Relying on every user to honorably-do-the-right-thing AND every OS/browser/video software to coordinate to make it happen is foolish. Nice in an ideal world, doesn't work in practice.
Don't get me wrong. I am all for the maker of the codec getting some monetary reward for their clever work. But this is a dumb way to do it.
Nono it's much simpler than that. The code (e.g shipping x265 decoder) is open-source and cross platform. You don't have to pay multiple time per O.S, the browser should be the (optional) source of the payment hence it can author every user is legal.
Why can Firefox use h264 currently for free? Because Cisco pay for everyone. It's a small amount that would cost nothing (anyone could crowdfund it).

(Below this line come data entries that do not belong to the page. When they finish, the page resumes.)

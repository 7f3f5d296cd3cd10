//! # MACI crypto
//!
//! Off-chain mirrors of the Merkle structures MACI commits to on chain.
//!
//! ## Structures
//!
//! - [`MerkleTree`]: incremental quin tree with 2 or 5 leaves per node,
//!   membership proofs in the shape the circuits take.
//! - [`AccQueue`]: accumulator queue batching leaves into subtrees and
//!   merging their roots the way the contract does, in bounded steps.
//!
//! Both are generic over a [`HashFunction`]; [`PoseidonHasher`] is the
//! circom-compatible Poseidon used on chain and in the circuits.
//!
//! ## Example
//!
//! ```
//! use maci_crypto::{AccQueue, FieldElement, PoseidonHasher};
//!
//! let mut queue = AccQueue::new(2, 5, FieldElement::zero(), PoseidonHasher)?;
//! for i in 0..30u64 {
//!     queue.enqueue(FieldElement::from(i))?;
//! }
//! queue.merge_sub_roots(0)?;
//! queue.merge(4)?;
//! assert!(queue.has_root(4));
//! # Ok::<(), maci_crypto::CryptoError>(())
//! ```

pub mod acc_queue;
pub mod config;
pub mod error;
pub mod field;
pub mod hashing;
pub mod proof;
pub mod quin_tree;
pub mod replay;
pub mod snapshot;
mod utils;

pub use acc_queue::{AccQueue, AccQueueState, LevelQueue};
pub use config::{QueueConfig, TreeConfig};
pub use error::{CryptoError, Result};
pub use field::{FieldElement, NOTHING_UP_MY_SLEEVE, SNARK_FIELD_SIZE};
pub use hashing::{
    hash5, hash_left_right, hash_n, hash_one, sha256_hash, Arity, HashFunction, PoseidonHasher,
    Sha256Hasher,
};
pub use proof::MerkleProof;
pub use quin_tree::MerkleTree;
pub use snapshot::{AccQueueSnapshot, TreeSnapshot};
pub use utils::calc_depth_from_num_leaves;

/// Deepest main tree an [`AccQueue`] can merge into.
pub const MAX_DEPTH: usize = 32;

/// Leaves per node in the state tree.
pub const STATE_TREE_ARITY: usize = 2;

/// Leaves per node in the message tree.
pub const MESSAGE_TREE_ARITY: usize = 5;
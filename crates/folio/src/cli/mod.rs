//! Command-line interface for folio.
//!
//! This module provides the CLI structure for the `folio` binary.

mod commands;

use std::path::PathBuf;

use clap::{Parser, Subcommand};

pub use commands::{
    AssetsCommand, CheckCommand, ConfigCommand, OutputFormat, ProjectsCommand, ShowCommand,
};

/// folio - Portfolio content pipeline
///
/// Resolves project documents into display-ready records and publishes
/// project media into the site's flat public directory.
#[derive(Debug, Parser)]
#[command(name = "folio")]
#[command(author, version, about, long_about = None)]
#[command(propagate_version = true)]
pub struct Cli {
    /// Path to custom configuration file
    #[arg(short, long, global = true, value_name = "FILE")]
    pub config: Option<PathBuf>,

    /// Increase verbosity (-v for debug, -vv for trace)
    #[arg(short, long, action = clap::ArgAction::Count, global = true)]
    pub verbose: u8,

    /// Suppress all output except errors
    #[arg(short, long, global = true)]
    pub quiet: bool,

    /// The command to execute
    #[command(subcommand)]
    pub command: Command,
}

/// Available commands.
#[derive(Debug, Subcommand)]
pub enum Command {
    /// List resolvable projects, featured first
    Projects(ProjectsCommand),

    /// Show one project
    Show(ShowCommand),

    /// Report load failures for every known project
    Check(CheckCommand),

    /// Publish or name project assets
    #[command(subcommand)]
    Assets(AssetsCommand),

    /// View or validate configuration
    #[command(subcommand)]
    Config(ConfigCommand),
}

impl Cli {
    /// Get the verbosity level based on flags.
    #[must_use]
    pub fn verbosity(&self) -> crate::logging::Verbosity {
        crate::logging::Verbosity::from_flags(self.quiet, self.verbose)
    }
}
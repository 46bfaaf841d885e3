//! Configuration management for folio.
//!
//! This module provides configuration loading and validation using figment,
//! supporting TOML config files, environment variables, and defaults.
//!
//! The ordered list of known project slugs lives here and nowhere else. Both
//! page routing and content loading read it from [`ContentConfig::slugs`].

use std::collections::HashSet;
use std::path::PathBuf;

use figment::{
    providers::{Env, Format, Serialized, Toml},
    Figment,
};
use regex::Regex;
use serde::{Deserialize, Serialize};

use crate::error::{Error, Result};

/// Default configuration file name.
const CONFIG_FILE_NAME: &str = "config.toml";

/// Default configuration directory name.
const CONFIG_DIR_NAME: &str = "folio";

/// Environment variable prefix.
const ENV_PREFIX: &str = "FOLIO_";

/// Slugs double as file names and URL segments.
const SLUG_PATTERN: &str = r"^[a-z0-9]+(?:-[a-z0-9]+)*$";

/// Application configuration.
///
/// Configuration is loaded from (in order of precedence, highest first):
/// 1. Environment variables (prefixed with `FOLIO_`, nested keys split on `__`)
/// 2. TOML config file at `~/.config/folio/config.toml`
/// 3. Default values
#[derive(Debug, Clone, Default, PartialEq, Serialize, Deserialize)]
#[serde(default)]
pub struct Config {
    /// Content document configuration.
    pub content: ContentConfig,
    /// Public asset configuration.
    pub assets: AssetsConfig,
}

/// Where project documents live and which projects exist.
#[derive(Debug, Clone, PartialEq, Serialize, Deserialize)]
#[serde(default)]
pub struct ContentConfig {
    /// Site root; relative directories below are resolved against it.
    pub root: PathBuf,
    /// Directory holding one document per project.
    pub projects_dir: PathBuf,
    /// Document file extension, without the dot.
    pub extension: String,
    /// Known project slugs, in display order.
    pub slugs: Vec<String>,
}

/// Public asset directory configuration.
#[derive(Debug, Clone, PartialEq, Serialize, Deserialize)]
#[serde(default)]
pub struct AssetsConfig {
    /// Flat directory the site serves assets from.
    pub public_dir: PathBuf,
    /// Path prefix that marks a project-relative asset in metadata.
    pub prefix: String,
    /// File extensions the publisher copies (case-insensitive, no dot).
    pub extensions: Vec<String>,
}

impl Default for ContentConfig {
    fn default() -> Self {
        Self {
            root: PathBuf::from("."),
            projects_dir: PathBuf::from("content/projects"),
            extension: "mdx".to_string(),
            slugs: default_slugs(),
        }
    }
}

impl Default for AssetsConfig {
    fn default() -> Self {
        Self {
            public_dir: PathBuf::from("public"),
            prefix: "/projects/".to_string(),
            extensions: default_media_extensions(),
        }
    }
}

/// Default known projects, in display order.
fn default_slugs() -> Vec<String> {
    [
        "techno-maniacs",
        "comsafe",
        "open-source-intake",
        "linear-odo",
        "swerve-drive",
    ]
    .into_iter()
    .map(String::from)
    .collect()
}

/// Default image and video extensions.
fn default_media_extensions() -> Vec<String> {
    [
        "jpg", "jpeg", "png", "gif", "webp", // images
        "mp4", "mov", "avi", "webm", // videos
    ]
    .into_iter()
    .map(String::from)
    .collect()
}

impl Config {
    /// Load configuration from all sources.
    ///
    /// # Errors
    ///
    /// Returns an error if configuration loading, parsing or validation fails.
    pub fn load() -> Result<Self> {
        Self::load_from(None)
    }

    /// Load configuration with an optional custom config path.
    ///
    /// # Errors
    ///
    /// Returns an error if configuration loading, parsing or validation fails.
    pub fn load_from(config_path: Option<PathBuf>) -> Result<Self> {
        let config_file = config_path.unwrap_or_else(Self::default_config_path);

        let figment = Figment::new()
            .merge(Serialized::defaults(Config::default()))
            .merge(Toml::file(&config_file))
            .merge(Env::prefixed(ENV_PREFIX).split("__"));

        let config: Config = figment.extract()?;
        config.validate()?;
        Ok(config)
    }

    /// Get the default configuration file path.
    #[must_use]
    pub fn default_config_path() -> PathBuf {
        dirs::config_dir()
            .unwrap_or_else(|| PathBuf::from(".config"))
            .join(CONFIG_DIR_NAME)
            .join(CONFIG_FILE_NAME)
    }

    /// Validate the configuration.
    ///
    /// # Errors
    ///
    /// Returns an error if any configuration values are invalid.
    pub fn validate(&self) -> Result<()> {
        if self.content.slugs.is_empty() {
            return Err(Error::config_validation("content.slugs must not be empty"));
        }

        let slug_re = Regex::new(SLUG_PATTERN)
            .map_err(|e| Error::config_validation(format!("bad slug pattern: {e}")))?;
        let mut seen = HashSet::new();
        for slug in &self.content.slugs {
            if !slug_re.is_match(slug) {
                return Err(Error::config_validation(format!(
                    "invalid slug '{slug}': use lowercase letters, digits and single dashes"
                )));
            }
            if !seen.insert(slug.as_str()) {
                return Err(Error::config_validation(format!("duplicate slug '{slug}'")));
            }
        }

        if self.content.extension.is_empty() || self.content.extension.starts_with('.') {
            return Err(Error::config_validation(format!(
                "content.extension must be non-empty without a leading dot, got '{}'",
                self.content.extension
            )));
        }

        let prefix = &self.assets.prefix;
        if prefix.len() < 2 || !prefix.starts_with('/') || !prefix.ends_with('/') {
            return Err(Error::config_validation(format!(
                "assets.prefix must start and end with '/', got '{prefix}'"
            )));
        }

        if self.assets.extensions.is_empty() {
            return Err(Error::config_validation(
                "assets.extensions must not be empty",
            ));
        }

        Ok(())
    }

    /// Directory holding the project documents, resolved against the root.
    #[must_use]
    pub fn projects_dir(&self) -> PathBuf {
        self.content.root.join(&self.content.projects_dir)
    }

    /// Public asset directory, resolved against the root.
    #[must_use]
    pub fn public_dir(&self) -> PathBuf {
        self.content.root.join(&self.assets.public_dir)
    }

    /// Per-project asset source directory, e.g. `public/projects`.
    #[must_use]
    pub fn asset_source_dir(&self) -> PathBuf {
        self.public_dir().join(self.assets.prefix.trim_matches('/'))
    }
}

H265 was shipped for free on Microsoft edge pre chromium. I suppose Microsoft paid for everybody and the real cost is less than 1 dollar per user.
The browser could sync the license validity either via an account (e.g Google) which is already synchronised to the browser anyway, or via the sync mechanisms that already enable to sync history/favorites between OSes
But yeah doing like Cisco, Microsoft and Apple (every safari support h265) is the easy way, it doesn't cost them more than a few millions, which is usually allocated in vaporware anyways (fuschia I'm looking at you)
Relying on every user to honorably-do-the-right-thing AND every OS/browser/video software to coordinate to make it happen is foolish. Nice in an ideal world, doesn't work in practice.
Don't get me wrong. I am all for the maker of the codec getting some monetary reward for their clever work. But this is a dumb way to do it.